Mit vollem Tempo steuere ich auf den Erdhügel zu. Ich stemme mich in den Boden, setze zum Sprung an. Doch anstatt abzuheben und über das Furz-Hügelchen hinwegzufliegen wie die Zugvögel über den Acker, wenn sie die Schnauze gestrichen voll von diesem Scheißwetter hier haben, rutsche ich seitlich weg. Meine Beine sind glibberiger Pudding. Sie knicken ein und ich schmiere ab. Mein Rad kippt mir von der Schulter. Es kracht auf die Wiese. Wenige Meter vom Ziel entfernt liege ich der Länge nach da und möchte vor Scham ins Gras beißen.
»Yeah!«, kreischt Buddy wie bekloppt. »Ich bin nicht Letzter! Ich bin nicht Letzter! Ich bin nicht Letzter!«
Igitt! Ist das peinlich!
Ich halte die Luft an. Erwarte das Gelächter. Mache mich bereit für die Hohnflutwelle. Stattdessen höre ich nur Tarik raunen: »Buddy, futtere ’nen Donut und komm mal wieder runter.«
Zu Hause fällt weder meiner Mutter noch Klaus auf, dass ich wie eine Pottsau aussehe. Die beiden sind komplett mit den Vorbereitungen für morgen beschäftigt. Zumindest rufen sie mir so etwas in der Art zu, als ich mit hängendem Kopf die Einfahrt entlangschleiche. Ich verzieh mich gleich ins Haus. Zum Glück steht die Tür weit offen. Einen elendigen eigenen Schlüssel hab ich nämlich noch immer nicht.
Unter der Dusche spüre ich dann die Schmerzen. Sie beginnen in den Waden und brennen sich von dort aus hoch bis in jede einzelne Gehirnzelle.

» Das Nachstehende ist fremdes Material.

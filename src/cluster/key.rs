//! Names and values derived from a [`KvmConfig`]
//!
//! Everything the resources need to agree on (object names, labels, device names)
//! is computed here so that current and desired state always line up.
use humanize_rs::bytes::Bytes;
use ipnet::Ipv4Net;
use k8s_openapi::apimachinery::pkg::api::resource::Quantity;
use lazy_static::lazy_static;
use regex::Regex;
use sha2::{Digest, Sha256};
use std::collections::BTreeMap;
use std::fmt;
use std::net::Ipv4Addr;

use crate::crd::kvmconfig::{KvmConfig, NodeResources};
use crate::errors::Error;
use crate::labels_and_annotations::{
    APP_LABEL, CLUSTER_LABEL, CLUSTER_SHORT_LABEL, CUSTOMER_LABEL, MANAGED_BY_LABEL, NODE_LABEL,
    ORGANIZATION_LABEL,
};
use crate::OPERATOR_NAME;

const MAC_PREFIX: &str = "52:54:00";
const MAX_INTERFACE_NAME_LENGTH: usize = 15;
const MEBIBYTE: u64 = 1024 * 1024;
// Memory reserved for QEMU itself on top of the guest memory
const QEMU_MEMORY_OVERHEAD_MIB: u64 = 1024;

lazy_static! {
    static ref DNS_LABEL: Regex = Regex::new(r"^[a-z0-9]([-a-z0-9]{0,61}[a-z0-9])?$").expect("valid regex");
}

#[derive(Debug, Clone, Copy, PartialEq, Eq, PartialOrd, Ord)]
pub enum Role {
    Master,
    Worker,
}

impl Role {
    pub fn as_str(&self) -> &'static str {
        match self {
            Role::Master => "master",
            Role::Worker => "worker",
        }
    }
}

impl fmt::Display for Role {
    fn fmt(&self, f: &mut fmt::Formatter<'_>) -> fmt::Result {
        f.write_str(self.as_str())
    }
}

/// A tenant cluster node: its ID from `.spec.cluster` joined with its resources from `.spec.kvm`
#[derive(Debug, Clone, Copy, PartialEq)]
pub struct Node<'a> {
    pub role: Role,
    pub id: &'a str,
    pub resources: &'a NodeResources,
}

impl Node<'_> {
    /// Name shared by the node's config map and deployment
    pub fn name(&self) -> String {
        node_name(self.role, self.id)
    }
}

pub fn cluster_id(cr: &KvmConfig) -> &str {
    &cr.spec.cluster.id
}

pub fn customer_id(cr: &KvmConfig) -> &str {
    &cr.spec.cluster.customer.id
}

/// Every tenant cluster lives in a namespace named after its ID
pub fn cluster_namespace(cr: &KvmConfig) -> String {
    cluster_id(cr).to_string()
}

pub fn version_bundle_version(cr: &KvmConfig) -> &str {
    &cr.spec.version_bundle.version
}

pub fn node_name(role: Role, id: &str) -> String {
    format!("{role}-{id}")
}

pub fn etcd_pvc_name(node_id: &str) -> String {
    format!("pvc-master-etcd-{node_id}")
}

pub fn service_account_name(cr: &KvmConfig) -> String {
    cluster_id(cr).to_string()
}

pub fn network_bridge_name(cr: &KvmConfig) -> String {
    format!("br-{}", cluster_id(cr))
}

pub fn network_tap_name(cr: &KvmConfig, node_index: u32) -> Result<String, Error> {
    let name = format!("tap-{}-{}", cluster_id(cr), node_index);
    if name.len() > MAX_INTERFACE_NAME_LENGTH {
        return Err(Error::invalid_spec(
            cluster_id(cr),
            format!("tap device name {name} exceeds {MAX_INTERFACE_NAME_LENGTH} characters"),
        ));
    }
    Ok(name)
}

/// Deterministic, locally administered MAC address for a node's tap device
pub fn mac_address(cr: &KvmConfig, node: &Node) -> String {
    let mut hasher = Sha256::new();
    hasher.update(cluster_id(cr));
    hasher.update(node.role.as_str());
    hasher.update(node.id);
    let hash = hasher.finalize();
    format!(
        "{}:{:02x}:{:02x}:{:02x}",
        MAC_PREFIX, hash[29], hash[30], hash[31]
    )
}

/// Guest memory plus QEMU overhead, in MiB
pub fn memory_quantity(resources: &NodeResources) -> Result<Quantity, Error> {
    let bytes = resources.memory.parse::<Bytes<u64>>()?.size();
    let mebibytes = bytes.div_ceil(MEBIBYTE) + QEMU_MEMORY_OVERHEAD_MIB;
    Ok(Quantity(format!("{mebibytes}Mi")))
}

/// Guest memory as passed to the VM, in MiB
pub fn guest_memory_mib(resources: &NodeResources) -> Result<u64, Error> {
    let bytes = resources.memory.parse::<Bytes<u64>>()?.size();
    Ok(bytes.div_ceil(MEBIBYTE))
}

pub fn disk_quantity(resources: &NodeResources) -> Quantity {
    Quantity(format!("{}G", resources.disk))
}

pub fn cpu_quantity(resources: &NodeResources) -> Quantity {
    Quantity(resources.cpus.to_string())
}

fn cluster_ip_range(cr: &KvmConfig) -> Result<Ipv4Net, Error> {
    Ok(cr.spec.cluster.kubernetes.api.cluster_ip_range.parse::<Ipv4Net>()?)
}

fn nth_host(cr: &KvmConfig, n: usize) -> Result<Ipv4Addr, Error> {
    cluster_ip_range(cr)?.hosts().nth(n).ok_or_else(|| {
        Error::invalid_spec(
            cluster_id(cr),
            format!(
                "cluster IP range {} is too small",
                cr.spec.cluster.kubernetes.api.cluster_ip_range
            ),
        )
    })
}

/// ClusterIP of the tenant `kubernetes` service, the first host of the range
pub fn api_service_ip(cr: &KvmConfig) -> Result<Ipv4Addr, Error> {
    nth_host(cr, 0)
}

/// ClusterIP of the tenant DNS service, the tenth host of the range
pub fn dns_service_ip(cr: &KvmConfig) -> Result<Ipv4Addr, Error> {
    nth_host(cr, 9)
}

/// Pair up node IDs and node resources, masters first
pub fn nodes(cr: &KvmConfig) -> Result<Vec<Node<'_>>, Error> {
    let groups = [
        (Role::Master, &cr.spec.cluster.masters, &cr.spec.kvm.masters),
        (Role::Worker, &cr.spec.cluster.workers, &cr.spec.kvm.workers),
    ];

    let mut nodes = Vec::new();
    for (role, ids, resources) in groups {
        if ids.len() != resources.len() {
            return Err(Error::invalid_spec(
                cluster_id(cr),
                format!(
                    "{} {role} IDs but {} {role} resource definitions",
                    ids.len(),
                    resources.len()
                ),
            ));
        }
        for (node, resources) in ids.iter().zip(resources.iter()) {
            if !DNS_LABEL.is_match(&node.id) {
                return Err(Error::invalid_spec(
                    cluster_id(cr),
                    format!("{role} ID {:?} is not a valid DNS label", node.id),
                ));
            }
            nodes.push(Node {
                role,
                id: &node.id,
                resources,
            });
        }
    }
    Ok(nodes)
}

/// Values written verbatim into the cloud-config document, by field path
fn rendered_values(cr: &KvmConfig) -> [(&'static str, &str); 10] {
    let cluster = &cr.spec.cluster;
    let kubernetes = &cluster.kubernetes;
    [
        ("docker.daemon.cidr", cluster.docker.daemon.cidr.as_str()),
        ("etcd.domain", cluster.etcd.domain.as_str()),
        ("etcd.prefix", cluster.etcd.prefix.as_str()),
        ("kubernetes.api.clusterIPRange", kubernetes.api.cluster_ip_range.as_str()),
        ("kubernetes.api.domain", kubernetes.api.domain.as_str()),
        ("kubernetes.domain", kubernetes.domain.as_str()),
        ("kubernetes.kubelet.altNames", kubernetes.kubelet.alt_names.as_str()),
        ("kubernetes.kubelet.domain", kubernetes.kubelet.domain.as_str()),
        ("kubernetes.kubelet.labels", kubernetes.kubelet.labels.as_str()),
        ("kubernetes.networkSetup.docker.image", kubernetes.network_setup.docker.image.as_str()),
    ]
}

/// A line break or other control character would end the YAML scalar it is rendered into
pub fn single_line(cr: &KvmConfig, field: &str, value: &str) -> Result<(), Error> {
    if value.chars().any(char::is_control) {
        return Err(Error::invalid_spec(
            cluster_id(cr),
            format!("{field} must be a single line without control characters"),
        ));
    }
    Ok(())
}

pub fn validate_rendered_values(cr: &KvmConfig) -> Result<(), Error> {
    rendered_values(cr)
        .iter()
        .try_for_each(|(field, value)| single_line(cr, field, value))
}

/// Fail early on objects that can not produce a consistent set of resources
pub fn validate(cr: &KvmConfig) -> Result<(), Error> {
    if !DNS_LABEL.is_match(cluster_id(cr)) {
        return Err(Error::invalid_spec(
            cluster_id(cr),
            "cluster ID is not a valid DNS label",
        ));
    }
    if cr.spec.cluster.masters.is_empty() {
        return Err(Error::invalid_spec(cluster_id(cr), "no masters defined"));
    }
    let nodes = nodes(cr)?;
    let mut ids: Vec<&str> = nodes.iter().map(|node| node.id).collect();
    ids.sort_unstable();
    if let Some(duplicate) = ids.windows(2).find(|pair| pair[0] == pair[1]) {
        return Err(Error::invalid_spec(
            cluster_id(cr),
            format!("node ID {} is used more than once", duplicate[0]),
        ));
    }
    validate_rendered_values(cr)?;
    api_service_ip(cr)?;
    dns_service_ip(cr)?;
    Ok(())
}

/// Labels put on every object managed for a tenant cluster
pub fn cluster_labels(cr: &KvmConfig) -> BTreeMap<String, String> {
    BTreeMap::from([
        (MANAGED_BY_LABEL.to_string(), OPERATOR_NAME.to_string()),
        (CLUSTER_LABEL.to_string(), cluster_id(cr).to_string()),
        (ORGANIZATION_LABEL.to_string(), customer_id(cr).to_string()),
    ])
}

/// Label selector matching [`cluster_labels`]
pub fn cluster_label_selector(cr: &KvmConfig) -> String {
    format!(
        "{MANAGED_BY_LABEL}={OPERATOR_NAME},{CLUSTER_LABEL}={}",
        cluster_id(cr)
    )
}

/// Selector labels of a node group's pods
pub fn role_selector(cr: &KvmConfig, role: Role) -> BTreeMap<String, String> {
    BTreeMap::from([
        (APP_LABEL.to_string(), role.to_string()),
        (CLUSTER_SHORT_LABEL.to_string(), cluster_id(cr).to_string()),
    ])
}

pub fn node_selector(cr: &KvmConfig, node: &Node) -> BTreeMap<String, String> {
    let mut labels = role_selector(cr, node.role);
    labels.insert(NODE_LABEL.to_string(), node.id.to_string());
    labels
}

pub fn node_labels(cr: &KvmConfig, node: &Node) -> BTreeMap<String, String> {
    let mut labels = cluster_labels(cr);
    labels.extend(node_selector(cr, node));
    labels.insert(CUSTOMER_LABEL.to_string(), customer_id(cr).to_string());
    labels
}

Ich bleibe so lange wie nie unter dem warmen Wasserstrahl stehen. Lasse dabei das Rennen, den Tag, die Woche, die komplette Zeit hier an meinem inneren Auge vorbeirauschen. Szene für Szene. Moment für Moment. – Und dann muss ich lachen. Es überkommt mich so heftig, dass ich die Klappe weit aufreiße und mich am Duschwasser verschlucke. Ich keuche und huste. Kurz bevor der nächste Lachanfall mich fast in die Knie zwingt.
»Luc?«, höre ich meine Mutter vor der Badezimmertür. »Weinst du etwa?«
»Nein«, gluckse ich. »Bestimmt nicht!«
Am Samstag wird die Gärtnerei offiziell eröffnet. Klaus humpelt auf seinen Krücken wie ein aufgescheuchtes Huhn zwischen den vielen Gästen hin und her.
Meine Mutter hingegen ist total locker drauf. Aber mit Frau Sennefeld an ihrer Seite hat sie auch echt ’nen Sechser im Lotto gewonnen. »Die hat alles im Griff«, sagt meine Mutter. Dabei fällt ihr Blick auf Klaus. Anstatt den Kopf über ihn zu schütteln, weil er gerade einer Kundin den Sekt vor lauter Hibbeligkeit nicht ins Glas, sondern über die Bluse gekippt hat, lächelt sie.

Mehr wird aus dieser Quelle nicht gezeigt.